> Goal of the exercise:
Of all the lines in this material, how many have the word "impl"? Give only the number.

> Given information:
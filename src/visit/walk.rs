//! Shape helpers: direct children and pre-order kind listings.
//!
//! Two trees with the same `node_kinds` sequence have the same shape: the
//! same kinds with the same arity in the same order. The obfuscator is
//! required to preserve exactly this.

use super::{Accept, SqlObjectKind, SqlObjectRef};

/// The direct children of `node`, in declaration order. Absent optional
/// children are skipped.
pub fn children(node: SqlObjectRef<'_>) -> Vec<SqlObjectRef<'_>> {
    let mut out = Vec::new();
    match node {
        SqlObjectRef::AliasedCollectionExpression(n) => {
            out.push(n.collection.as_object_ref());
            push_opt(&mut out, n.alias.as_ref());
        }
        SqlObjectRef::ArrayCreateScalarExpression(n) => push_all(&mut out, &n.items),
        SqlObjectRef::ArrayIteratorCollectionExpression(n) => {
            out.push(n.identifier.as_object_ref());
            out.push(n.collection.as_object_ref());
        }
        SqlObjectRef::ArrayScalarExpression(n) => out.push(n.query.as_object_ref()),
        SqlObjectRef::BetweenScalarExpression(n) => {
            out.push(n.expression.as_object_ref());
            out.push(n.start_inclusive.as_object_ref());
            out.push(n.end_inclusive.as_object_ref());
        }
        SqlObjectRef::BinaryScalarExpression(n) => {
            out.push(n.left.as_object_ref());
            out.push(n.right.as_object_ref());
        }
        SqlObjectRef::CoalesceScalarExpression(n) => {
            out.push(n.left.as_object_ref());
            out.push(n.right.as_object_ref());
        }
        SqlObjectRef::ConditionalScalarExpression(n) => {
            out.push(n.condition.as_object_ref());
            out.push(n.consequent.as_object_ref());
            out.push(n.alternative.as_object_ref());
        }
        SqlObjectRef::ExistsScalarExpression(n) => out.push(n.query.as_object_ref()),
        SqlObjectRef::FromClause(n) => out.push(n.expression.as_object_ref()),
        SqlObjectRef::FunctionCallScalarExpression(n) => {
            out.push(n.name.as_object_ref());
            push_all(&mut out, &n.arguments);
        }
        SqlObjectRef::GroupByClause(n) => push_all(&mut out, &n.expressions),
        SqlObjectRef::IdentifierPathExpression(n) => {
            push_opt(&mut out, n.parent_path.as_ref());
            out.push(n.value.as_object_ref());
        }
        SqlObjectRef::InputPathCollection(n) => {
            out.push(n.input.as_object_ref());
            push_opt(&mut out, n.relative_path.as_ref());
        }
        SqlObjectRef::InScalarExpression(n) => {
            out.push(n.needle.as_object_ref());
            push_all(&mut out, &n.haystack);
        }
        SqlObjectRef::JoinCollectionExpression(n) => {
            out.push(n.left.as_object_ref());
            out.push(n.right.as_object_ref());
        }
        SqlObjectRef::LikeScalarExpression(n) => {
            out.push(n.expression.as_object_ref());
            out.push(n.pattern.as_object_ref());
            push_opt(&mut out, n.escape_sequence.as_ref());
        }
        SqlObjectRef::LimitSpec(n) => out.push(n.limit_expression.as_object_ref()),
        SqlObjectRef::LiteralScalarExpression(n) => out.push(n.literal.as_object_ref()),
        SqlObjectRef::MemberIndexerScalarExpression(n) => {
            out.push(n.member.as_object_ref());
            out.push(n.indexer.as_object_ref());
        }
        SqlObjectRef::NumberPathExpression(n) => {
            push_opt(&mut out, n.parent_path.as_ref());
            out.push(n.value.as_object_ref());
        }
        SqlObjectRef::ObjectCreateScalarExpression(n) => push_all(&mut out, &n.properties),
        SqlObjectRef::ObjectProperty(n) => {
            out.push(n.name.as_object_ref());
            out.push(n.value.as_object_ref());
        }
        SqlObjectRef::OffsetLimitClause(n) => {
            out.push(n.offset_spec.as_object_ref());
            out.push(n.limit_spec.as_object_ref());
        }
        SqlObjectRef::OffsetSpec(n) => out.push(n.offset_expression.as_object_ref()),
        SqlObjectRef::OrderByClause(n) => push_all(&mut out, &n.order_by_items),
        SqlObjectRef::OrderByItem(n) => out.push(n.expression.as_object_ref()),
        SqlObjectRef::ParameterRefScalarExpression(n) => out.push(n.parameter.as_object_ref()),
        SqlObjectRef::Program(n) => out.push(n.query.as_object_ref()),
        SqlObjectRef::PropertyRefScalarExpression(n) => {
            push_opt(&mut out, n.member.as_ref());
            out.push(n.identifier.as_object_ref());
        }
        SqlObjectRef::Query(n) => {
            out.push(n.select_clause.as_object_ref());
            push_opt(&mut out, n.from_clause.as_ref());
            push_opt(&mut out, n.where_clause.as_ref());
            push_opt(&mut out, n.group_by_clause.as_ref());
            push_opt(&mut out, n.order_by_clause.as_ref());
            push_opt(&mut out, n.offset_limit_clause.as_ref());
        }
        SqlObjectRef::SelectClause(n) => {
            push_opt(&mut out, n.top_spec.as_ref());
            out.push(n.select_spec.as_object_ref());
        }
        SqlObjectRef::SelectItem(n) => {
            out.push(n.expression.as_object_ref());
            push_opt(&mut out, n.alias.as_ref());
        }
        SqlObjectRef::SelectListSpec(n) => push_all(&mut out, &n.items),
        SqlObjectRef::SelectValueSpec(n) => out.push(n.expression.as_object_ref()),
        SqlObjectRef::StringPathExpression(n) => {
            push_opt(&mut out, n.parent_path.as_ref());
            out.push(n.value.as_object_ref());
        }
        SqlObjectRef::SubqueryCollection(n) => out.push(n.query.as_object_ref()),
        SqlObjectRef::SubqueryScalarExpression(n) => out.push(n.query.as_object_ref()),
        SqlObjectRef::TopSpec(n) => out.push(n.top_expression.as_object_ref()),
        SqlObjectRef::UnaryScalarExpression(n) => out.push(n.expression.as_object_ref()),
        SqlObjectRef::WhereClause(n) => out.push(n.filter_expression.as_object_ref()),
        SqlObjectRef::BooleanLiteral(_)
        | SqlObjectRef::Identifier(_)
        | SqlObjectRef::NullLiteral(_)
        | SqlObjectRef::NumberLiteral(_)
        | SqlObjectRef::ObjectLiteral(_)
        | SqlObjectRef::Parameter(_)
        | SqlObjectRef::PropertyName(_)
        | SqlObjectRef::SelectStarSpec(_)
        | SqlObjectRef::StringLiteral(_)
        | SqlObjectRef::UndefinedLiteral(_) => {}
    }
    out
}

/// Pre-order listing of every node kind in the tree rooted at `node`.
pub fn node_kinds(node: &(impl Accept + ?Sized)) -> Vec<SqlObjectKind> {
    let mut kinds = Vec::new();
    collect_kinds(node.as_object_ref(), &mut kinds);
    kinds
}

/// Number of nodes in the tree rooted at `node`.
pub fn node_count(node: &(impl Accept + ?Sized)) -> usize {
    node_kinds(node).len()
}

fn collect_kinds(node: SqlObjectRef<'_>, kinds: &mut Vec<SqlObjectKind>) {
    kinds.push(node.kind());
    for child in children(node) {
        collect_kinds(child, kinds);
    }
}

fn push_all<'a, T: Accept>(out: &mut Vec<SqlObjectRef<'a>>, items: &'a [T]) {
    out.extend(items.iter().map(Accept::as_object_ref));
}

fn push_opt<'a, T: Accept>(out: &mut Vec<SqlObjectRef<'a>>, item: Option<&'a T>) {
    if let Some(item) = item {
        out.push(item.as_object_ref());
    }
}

> Exercise solution:
2